For eight years, Tonnis Hooghoudt and his team have been working on a process to  convert waste plastic into a raw material used to produce new materials. “We’re actually reversing the production process. We turn PET bottles and containers into pure molecules that are currently being made from petroleum. These molecules can then be processed by plastic producers to create new products, and this process can be repeated endlessly, makings the use of new petroleum unnecessary. It’s the ultimate way to break down the mountain of plastic waste and turn off the petroleum tap for plastic.” Last year, the Eindhoven entrepreneur was able to convince investors of the merits of his product. At a cost of ten million Euros, the first Ioniqa plant was built last spring at the Brightlands campus in Geleen and is capable of processing ten million kilos of used plastic. 


The first customers were Coca-Cola and Unilever who initially wanted to turn the “new” raw materials into safe PET bottles. “After a few months of experimentation, the plant is now up and running,” Tonnis Hooghoudt says. “There is also a sufficient supply of plastic waste for continuous production. We receive supplies from the Netherlands, Germany and France. Geleen’s central location was one of the reasons for us to set up a base of operations here rather than in Eindhoven or Rotterdam for example, where we have our head office and another demo plant.” The National Icon title also comes with obligations. “That goes without saying. I am regularly asked to participate in interviews and meetings to explain exactly what we do. This helps us put The Netherlands, Inc. on the (circular) map. I also plan on going on a lot of the trade missions. The urgency of solving the plastic waste problem is high. We need to use less petroleum in the future, become more sustainable and build a circular economy. I think this realization has dawned on a lot of people now. We have part of the solution. Petroleum is no longer needed to make plastic.”

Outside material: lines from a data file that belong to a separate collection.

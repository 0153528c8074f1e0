use enough::{Stop, StopReason, Unstoppable};
use zenraster::*;

fn noise_pattern(len: usize, seed: u32) -> Vec<u8> {
    let mut state = seed;
    (0..len)
        .map(|_| {
            state ^= state << 13;
            state ^= state >> 17;
            state ^= state << 5;
            state as u8
        })
        .collect()
}

/// Packed rows for `width` × `height` at `depth`, filled with noise and
/// then zeroed past the last pixel of each row.
fn noise_rows(width: u32, height: u32, depth: BitDepth, seed: u32) -> Vec<u8> {
    let stride = row_stride(width, depth);
    let mut rows = noise_pattern(stride * height as usize, seed);
    let used = (width as usize * usize::from(depth.bits())).div_ceil(8);
    for row in rows.chunks_exact_mut(stride) {
        row[used..].fill(0);
    }
    rows
}

fn color_palette(len: usize) -> Vec<PaletteEntry> {
    (0..len)
        .map(|i| PaletteEntry::new(i as u8, (i * 7) as u8, (255 - i) as u8))
        .collect()
}

fn gray_palette(len: usize) -> Vec<PaletteEntry> {
    (0..len)
        .map(|i| PaletteEntry::gray((i * 255 / (len - 1)) as u8))
        .collect()
}

fn record(width: u32, height: i32, depth: BitDepth, seed: u32) -> RawImageRecord {
    let palette = depth.palette_len().map(color_palette);
    let rows = noise_rows(width, height.unsigned_abs(), depth, seed);
    RawImageRecord::new(width as i32, height, depth, palette, rows).unwrap()
}

struct AlreadyStopped;

impl Stop for AlreadyStopped {
    fn check(&self) -> Result<(), StopReason> {
        Err(StopReason::Cancelled)
    }
}

// ── Canonical round-trips ───────────────────────────────────────────

#[test]
fn every_depth_survives_reencode() {
    let depths = [
        BitDepth::One,
        BitDepth::Four,
        BitDepth::Eight,
        BitDepth::TwentyFour,
        BitDepth::ThirtyTwo,
    ];
    for (i, &depth) in depths.iter().enumerate() {
        for &(w, h) in &[(1u32, 1i32), (7, 5), (13, -4), (33, 9)] {
            let raw = record(w, h, depth, 0xDEAD_BEEF ^ i as u32);
            let first = canonicalize(&raw);
            assert_eq!(first.width(), w);
            assert_eq!(first.height(), h.unsigned_abs());

            let bytes = encode_bmp(&reencode(first.clone()), RowOrder::BottomUp, Unstoppable)
                .unwrap();
            let second = canonicalize(&decode_bmp(&bytes, Unstoppable).unwrap());
            assert_eq!(first, second, "{depth:?} {w}x{h}");
        }
    }
}

#[test]
fn row_order_does_not_change_pixels() {
    for depth in [BitDepth::Four, BitDepth::TwentyFour, BitDepth::ThirtyTwo] {
        let top_down = record(11, -6, depth, 0x1234_5678);
        let bottom_up = top_down.clone().into_row_order(false);
        assert!(top_down.is_top_down());
        assert!(!bottom_up.is_top_down());
        assert_ne!(top_down.rows(), bottom_up.rows());
        assert_eq!(canonicalize(&top_down), canonicalize(&bottom_up));
    }
}

#[test]
fn both_written_orders_decode_identically() {
    let raw = record(9, 7, BitDepth::TwentyFour, 42);
    let up = encode_bmp(&raw, RowOrder::BottomUp, Unstoppable).unwrap();
    let down = encode_bmp(&raw, RowOrder::TopDown, Unstoppable).unwrap();
    assert_ne!(up, down);

    let up = decode_bmp(&up, Unstoppable).unwrap();
    let down = decode_bmp(&down, Unstoppable).unwrap();
    assert_eq!(up.height(), 7);
    assert_eq!(down.height(), -7);
    assert_eq!(canonicalize(&up), canonicalize(&down));
    assert_eq!(canonicalize(&up), canonicalize(&raw));
}

#[test]
fn one_bit_rows_read_msb_first() {
    // 3 pixels: white, black, white → 0b101_00000
    let palette = vec![PaletteEntry::gray(0), PaletteEntry::gray(255)];
    let raw = RawImageRecord::new(3, -1, BitDepth::One, Some(palette), vec![0xA0, 0, 0, 0])
        .unwrap();
    let image = canonicalize(&raw);
    assert!(image.is_grayscale());
    assert_eq!(image.pixels(), &[255, 0, 255]);
}

#[test]
fn four_bit_rows_read_high_nibble_first() {
    let raw = RawImageRecord::new(
        3,
        -1,
        BitDepth::Four,
        Some(gray_palette(16)),
        vec![0x1F, 0x80, 0, 0],
    )
    .unwrap();
    assert_eq!(canonicalize(&raw).pixels(), &[17, 255, 136]);
}

#[test]
fn thirty_two_bit_ignores_fourth_byte() {
    let rows = vec![10, 20, 30, 0xFF, 10, 20, 30, 0x00];
    let raw = RawImageRecord::new(2, 1, BitDepth::ThirtyTwo, None, rows).unwrap();
    let image = canonicalize(&raw);
    assert!(!image.is_grayscale());
    assert_eq!(image.pixels(), &[10, 20, 30, 10, 20, 30]);
}

// ── Grayscale detection ─────────────────────────────────────────────

#[test]
fn achromatic_truecolor_collapses_to_gray() {
    let mut rows = Vec::new();
    for v in [0u8, 77, 200, 255] {
        rows.extend_from_slice(&[v, v, v]);
    }
    // 4 px * 3 = 12 bytes, already aligned
    let raw = RawImageRecord::new(4, -1, BitDepth::TwentyFour, None, rows).unwrap();
    let image = canonicalize(&raw);
    assert!(image.is_grayscale());
    assert_eq!(image.channels(), 1);
    assert_eq!(image.pixels(), &[0, 77, 200, 255]);

    let packed = reencode(image);
    assert_eq!(packed.depth(), BitDepth::Eight);
    assert_eq!(packed.palette().unwrap().len(), 256);
    assert_eq!(packed.palette().unwrap()[77], PaletteEntry::gray(77));
}

#[test]
fn one_chromatic_pixel_keeps_color() {
    let mut rows = vec![128u8; 4 * 3 * 2];
    // last pixel of the last stored row
    *rows.last_mut().unwrap() = 129;
    let raw = RawImageRecord::new(4, 2, BitDepth::TwentyFour, None, rows).unwrap();
    let image = canonicalize(&raw);
    assert!(!image.is_grayscale());
    assert_eq!(image.channels(), 3);

    let packed = reencode(image);
    assert_eq!(packed.depth(), BitDepth::TwentyFour);
    assert!(packed.palette().is_none());
}

#[test]
fn colored_palette_is_not_gray() {
    let raw = RawImageRecord::new(
        2,
        1,
        BitDepth::One,
        Some(color_palette(2)),
        vec![0x40, 0, 0, 0],
    )
    .unwrap();
    let image = canonicalize(&raw);
    assert!(!image.is_grayscale());
    // index 0 then index 1
    assert_eq!(image.pixels(), &[0, 0, 255, 1, 7, 254]);
}

// ── Header layout ───────────────────────────────────────────────────

#[test]
fn written_header_fields() {
    let image = CanonicalImage::from_gray(3, 2, vec![1, 2, 3, 4, 5, 6]).unwrap();
    let packed = reencode(image);
    assert!(packed.is_top_down());
    assert_eq!(packed.stride(), 4);

    let bytes = encode_bmp(&packed, RowOrder::BottomUp, Unstoppable).unwrap();
    let u32_at = |i: usize| u32::from_le_bytes(bytes[i..i + 4].try_into().unwrap());
    let i32_at = |i: usize| i32::from_le_bytes(bytes[i..i + 4].try_into().unwrap());

    assert_eq!(&bytes[..2], b"BM");
    assert_eq!(u32_at(2) as usize, bytes.len());
    assert_eq!(u32_at(10), 14 + 40 + 256 * 4);
    assert_eq!(u32_at(14), 40);
    assert_eq!(i32_at(18), 3);
    assert_eq!(i32_at(22), 2);
    assert_eq!(u16::from_le_bytes([bytes[28], bytes[29]]), 8);
    assert_eq!(u32_at(30), 0);
    assert_eq!(i32_at(38), 2835);
    assert_eq!(bytes.len(), 1078 + 2 * 4);
    // bottom row first, padded with zeros
    assert_eq!(&bytes[1078..1086], &[4, 5, 6, 0, 1, 2, 3, 0]);

    let top_down = encode_bmp(&packed, RowOrder::TopDown, Unstoppable).unwrap();
    assert_eq!(i32::from_le_bytes(top_down[22..26].try_into().unwrap()), -2);
    assert_eq!(&top_down[1078..1086], &[1, 2, 3, 0, 4, 5, 6, 0]);
}

#[test]
fn probe_reads_headers_only() {
    let bytes = encode_bmp(
        &record(17, 5, BitDepth::Four, 7),
        RowOrder::TopDown,
        Unstoppable,
    )
    .unwrap();
    let info = probe_bmp(&bytes[..54]).unwrap();
    assert_eq!(
        info,
        BmpInfo {
            width: 17,
            height: 5,
            depth: BitDepth::Four,
            top_down: true,
        }
    );
}

#[test]
fn short_palette_is_padded_with_black() {
    let mut bytes = encode_bmp(&record(4, 2, BitDepth::Eight, 3), RowOrder::TopDown, Unstoppable)
        .unwrap();
    // declare only two palette colors; the data offset still points past all 256
    bytes[46..50].copy_from_slice(&2u32.to_le_bytes());
    let raw = decode_bmp(&bytes, Unstoppable).unwrap();
    let palette = raw.palette().unwrap();
    assert_eq!(palette.len(), 256);
    assert_eq!(palette[1], color_palette(2)[1]);
    assert_eq!(palette[2], PaletteEntry::default());
    assert_eq!(palette[255], PaletteEntry::default());
}

// ── Errors ──────────────────────────────────────────────────────────

fn valid_bmp() -> Vec<u8> {
    encode_bmp(&record(5, 3, BitDepth::TwentyFour, 9), RowOrder::BottomUp, Unstoppable).unwrap()
}

#[test]
fn bad_magic_is_not_recognized() {
    let mut bytes = valid_bmp();
    bytes[0] = b'P';
    assert_eq!(decode_bmp(&bytes, Unstoppable), Err(BitmapError::NotRecognizedFormat));
    assert_eq!(decode_bmp(&[], Unstoppable), Err(BitmapError::NotRecognizedFormat));
    assert_eq!(probe_bmp(b"B"), Err(BitmapError::NotRecognizedFormat));
}

#[test]
fn core_header_is_not_recognized() {
    let mut bytes = valid_bmp();
    bytes[14..18].copy_from_slice(&12u32.to_le_bytes());
    assert_eq!(decode_bmp(&bytes, Unstoppable), Err(BitmapError::NotRecognizedFormat));
}

#[test]
fn truncation_is_corrupt() {
    let bytes = valid_bmp();
    for cut in [20, 53, bytes.len() - 1] {
        assert_eq!(
            decode_bmp(&bytes[..cut], Unstoppable),
            Err(BitmapError::CorruptData),
            "cut at {cut}"
        );
    }
}

#[test]
fn sixteen_bit_is_unsupported() {
    let mut bytes = valid_bmp();
    bytes[28..30].copy_from_slice(&16u16.to_le_bytes());
    assert_eq!(decode_bmp(&bytes, Unstoppable), Err(BitmapError::UnsupportedDepth));
    assert_eq!(BitDepth::try_from(16u16), Err(BitmapError::UnsupportedDepth));
}

#[test]
fn rle_is_unsupported() {
    let mut bytes = valid_bmp();
    bytes[30..34].copy_from_slice(&1u32.to_le_bytes());
    assert_eq!(decode_bmp(&bytes, Unstoppable), Err(BitmapError::UnsupportedCompression));
    // bitfields only make sense for 32 bpp here
    bytes[30..34].copy_from_slice(&3u32.to_le_bytes());
    assert_eq!(decode_bmp(&bytes, Unstoppable), Err(BitmapError::UnsupportedCompression));
}

#[test]
fn zero_dimension_is_corrupt() {
    let mut bytes = valid_bmp();
    bytes[18..22].copy_from_slice(&0i32.to_le_bytes());
    assert_eq!(decode_bmp(&bytes, Unstoppable), Err(BitmapError::CorruptData));
}

#[test]
fn limits_reject_large() {
    let bytes = valid_bmp();
    let narrow = Limits {
        max_width: Some(4),
        ..Default::default()
    };
    assert_eq!(
        decode_bmp_with_limits(&bytes, &narrow, Unstoppable),
        Err(BitmapError::LimitExceeded)
    );
    let small = Limits {
        max_memory_bytes: Some(10),
        ..Default::default()
    };
    assert_eq!(
        decode_bmp_with_limits(&bytes, &small, Unstoppable),
        Err(BitmapError::LimitExceeded)
    );
    let roomy = Limits {
        max_pixels: Some(15),
        ..Default::default()
    };
    assert!(decode_bmp_with_limits(&bytes, &roomy, Unstoppable).is_ok());
}

#[test]
fn cancellation_is_reported() {
    let bytes = valid_bmp();
    assert_eq!(decode_bmp(&bytes, AlreadyStopped), Err(BitmapError::Cancelled));
    let raw = decode_bmp(&bytes, Unstoppable).unwrap();
    assert_eq!(
        encode_bmp(&raw, RowOrder::TopDown, AlreadyStopped),
        Err(BitmapError::Cancelled)
    );
}

#[test]
fn record_construction_is_checked() {
    assert_eq!(
        RawImageRecord::new(0, 1, BitDepth::TwentyFour, None, vec![0; 4]),
        Err(BitmapError::CorruptData)
    );
    // palette missing
    assert_eq!(
        RawImageRecord::new(1, 1, BitDepth::Eight, None, vec![0; 4]),
        Err(BitmapError::CorruptData)
    );
    // palette on truecolor
    assert_eq!(
        RawImageRecord::new(1, 1, BitDepth::TwentyFour, Some(color_palette(2)), vec![0; 4]),
        Err(BitmapError::CorruptData)
    );
    // rows short by one byte
    assert_eq!(
        RawImageRecord::new(2, 2, BitDepth::TwentyFour, None, vec![0; 15]),
        Err(BitmapError::CorruptData)
    );
    let trimmed = RawImageRecord::new(2, 2, BitDepth::TwentyFour, None, vec![0; 20]).unwrap();
    assert_eq!(trimmed.rows().len(), 16);
}

#[test]
fn canonical_construction_is_checked() {
    assert_eq!(CanonicalImage::from_gray(2, 2, Vec::new()), Err(BitmapError::NoData));
    assert_eq!(CanonicalImage::from_bgr(2, 2, vec![0; 11]), Err(BitmapError::CorruptData));
    assert_eq!(CanonicalImage::from_gray(0, 2, vec![0; 2]), Err(BitmapError::CorruptData));
}

#[test]
fn error_codes_are_distinct() {
    let all = [
        BitmapError::InvalidPath,
        BitmapError::NotRecognizedFormat,
        BitmapError::NoData,
        BitmapError::CorruptData,
        BitmapError::WriteFailure,
        BitmapError::UnsupportedDepth,
        BitmapError::UnsupportedCompression,
        BitmapError::LimitExceeded,
        BitmapError::Cancelled,
    ];
    assert_eq!(BitmapError::InvalidPath.code(), 0x0001_0001);
    assert_eq!(BitmapError::CorruptData.code(), 0x0001_0004);
    for (i, a) in all.iter().enumerate() {
        assert_eq!(a.code() >> 16, 1);
        for b in &all[i + 1..] {
            assert_ne!(a.code(), b.code());
        }
    }
}

// ── Files ───────────────────────────────────────────────────────────

#[test]
fn file_roundtrip_both_orders() {
    let dir = tempfile::tempdir().unwrap();
    let raw = record(6, 4, BitDepth::Eight, 0xC0FFEE);
    for order in [RowOrder::BottomUp, RowOrder::TopDown] {
        let path = dir.path().join(format!("{order:?}.bmp"));
        write_bmp_file(&path, &raw, order, Unstoppable).unwrap();
        let back = read_bmp_file(&path, Unstoppable).unwrap();
        assert_eq!(back.is_top_down(), order == RowOrder::TopDown);
        assert_eq!(canonicalize(&back), canonicalize(&raw));
    }
}

#[test]
fn load_and_save() {
    let dir = tempfile::tempdir().unwrap();
    let path = dir.path().join("noise.bmp");
    let image = CanonicalImage::from_bgr(5, 5, noise_pattern(75, 0xBEEF)).unwrap();
    save(&path, image.clone()).unwrap();
    assert_eq!(load(&path).unwrap(), image);
    assert!(!probe_bmp(&std::fs::read(&path).unwrap()).unwrap().top_down);
}

#[test]
fn missing_file_is_invalid_path() {
    let dir = tempfile::tempdir().unwrap();
    assert_eq!(
        read_bmp_file(dir.path().join("absent.bmp"), Unstoppable),
        Err(BitmapError::InvalidPath)
    );
    let image = CanonicalImage::from_gray(1, 1, vec![9]).unwrap();
    assert_eq!(
        save(dir.path().join("no/such/dir.bmp"), image),
        Err(BitmapError::InvalidPath)
    );
}

// ── Typed views ─────────────────────────────────────────────────────

#[cfg(feature = "imgref")]
#[test]
fn typed_views_borrow_the_buffer() {
    let image = CanonicalImage::from_bgr(2, 1, vec![1, 2, 3, 4, 5, 6]).unwrap();
    let bgr = image.as_bgr_pixels().unwrap();
    assert_eq!((bgr[1].b, bgr[1].g, bgr[1].r), (4, 5, 6));
    let view = image.as_imgref_bgr().unwrap();
    assert_eq!((view.width(), view.height()), (2, 1));
    assert!(image.as_imgref_gray().is_none());

    let gray = CanonicalImage::from_gray(3, 1, vec![7, 8, 9]).unwrap();
    assert!(gray.as_bgr_pixels().is_none());
    assert_eq!(gray.as_imgref_gray().unwrap().buf(), &[7, 8, 9]);
}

Ioniqa is talking to various potential customers and negotiating with several international parties about licensing the technology. “We are also concentrating on new applications and products and hope to be able to recycle biological raw materials in the future. This demands completely different technology. In that respect, it’s a good thing our first plant is at the Brightlands campus. There are well-trained people here working for our organization and there are so many facilities available. We are seeing more and more established companies and start-ups ending up here. This is a great base of operations for Ioniqa.”